§ **Task item**: Repeat exactly, and only, the lines below starting at the line that contains "linear index, hence" and ending at the line that contains "pub fn parse_config(text: &str)", inclusive of both.

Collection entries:
--- START ---

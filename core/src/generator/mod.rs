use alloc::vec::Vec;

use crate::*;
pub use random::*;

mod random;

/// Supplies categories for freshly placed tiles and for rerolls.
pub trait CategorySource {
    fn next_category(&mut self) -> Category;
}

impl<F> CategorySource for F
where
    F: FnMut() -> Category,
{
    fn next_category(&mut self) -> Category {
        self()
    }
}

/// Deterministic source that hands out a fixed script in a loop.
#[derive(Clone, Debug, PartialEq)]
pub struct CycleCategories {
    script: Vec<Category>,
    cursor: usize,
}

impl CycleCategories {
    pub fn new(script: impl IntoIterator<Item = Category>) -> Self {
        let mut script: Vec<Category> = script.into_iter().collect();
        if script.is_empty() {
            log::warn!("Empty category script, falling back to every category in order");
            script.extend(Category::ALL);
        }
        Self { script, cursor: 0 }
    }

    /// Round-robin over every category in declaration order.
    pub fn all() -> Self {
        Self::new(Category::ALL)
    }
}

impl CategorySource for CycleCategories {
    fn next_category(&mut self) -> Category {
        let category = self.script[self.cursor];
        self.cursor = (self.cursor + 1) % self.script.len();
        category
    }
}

--- END ---
--- START ---

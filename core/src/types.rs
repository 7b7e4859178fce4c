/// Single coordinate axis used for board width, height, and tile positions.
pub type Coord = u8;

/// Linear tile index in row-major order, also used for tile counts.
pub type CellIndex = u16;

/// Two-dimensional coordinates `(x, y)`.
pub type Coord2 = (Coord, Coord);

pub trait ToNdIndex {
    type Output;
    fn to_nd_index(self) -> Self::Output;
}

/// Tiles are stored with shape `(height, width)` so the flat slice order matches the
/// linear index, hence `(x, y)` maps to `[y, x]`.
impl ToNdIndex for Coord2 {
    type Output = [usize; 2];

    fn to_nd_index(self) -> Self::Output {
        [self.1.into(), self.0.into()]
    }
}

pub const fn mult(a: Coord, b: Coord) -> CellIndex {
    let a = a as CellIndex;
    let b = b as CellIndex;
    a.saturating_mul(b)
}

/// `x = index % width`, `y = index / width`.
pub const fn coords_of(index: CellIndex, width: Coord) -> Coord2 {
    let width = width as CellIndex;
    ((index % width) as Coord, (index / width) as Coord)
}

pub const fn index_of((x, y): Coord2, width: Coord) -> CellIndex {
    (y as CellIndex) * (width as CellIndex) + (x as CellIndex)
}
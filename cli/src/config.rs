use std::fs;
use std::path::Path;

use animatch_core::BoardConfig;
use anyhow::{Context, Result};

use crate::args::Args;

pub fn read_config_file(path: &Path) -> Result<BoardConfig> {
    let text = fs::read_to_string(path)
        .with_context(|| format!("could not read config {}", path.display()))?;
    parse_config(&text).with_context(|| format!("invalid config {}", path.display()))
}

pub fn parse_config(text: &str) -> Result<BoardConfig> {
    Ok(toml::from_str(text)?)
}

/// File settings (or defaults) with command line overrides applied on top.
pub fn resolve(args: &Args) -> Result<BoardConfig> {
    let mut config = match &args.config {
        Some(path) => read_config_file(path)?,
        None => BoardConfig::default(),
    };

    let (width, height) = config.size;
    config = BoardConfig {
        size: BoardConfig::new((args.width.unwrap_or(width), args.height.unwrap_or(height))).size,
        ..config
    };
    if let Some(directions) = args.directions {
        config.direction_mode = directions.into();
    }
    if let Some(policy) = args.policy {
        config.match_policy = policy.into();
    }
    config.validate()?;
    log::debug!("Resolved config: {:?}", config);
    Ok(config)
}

--- END ---

§ **Answer to the problem**:
/// linear index, hence `(x, y)` maps to `[y, x]`.
impl ToNdIndex for Coord2 {
    type Output = [usize; 2];

    fn to_nd_index(self) -> Self::Output {
        [self.1.into(), self.0.into()]
    }
}

pub const fn mult(a: Coord, b: Coord) -> CellIndex {
    let a = a as CellIndex;
    let b = b as CellIndex;
    a.saturating_mul(b)
}

/// `x = index % width`, `y = index / width`.
pub const fn coords_of(index: CellIndex, width: Coord) -> Coord2 {
    let width = width as CellIndex;
    ((index % width) as Coord, (index / width) as Coord)
}

pub const fn index_of((x, y): Coord2, width: Coord) -> CellIndex {
    (y as CellIndex) * (width as CellIndex) + (x as CellIndex)
}
filename cli/src/config.rs
use std::fs;
use std::path::Path;

use animatch_core::BoardConfig;
use anyhow::{Context, Result};

use crate::args::Args;

pub fn read_config_file(path: &Path) -> Result<BoardConfig> {
    let text = fs::read_to_string(path)
        .with_context(|| format!("could not read config {}", path.display()))?;
    parse_config(&text).with_context(|| format!("invalid config {}", path.display()))
}

pub fn parse_config(text: &str) -> Result<BoardConfig> {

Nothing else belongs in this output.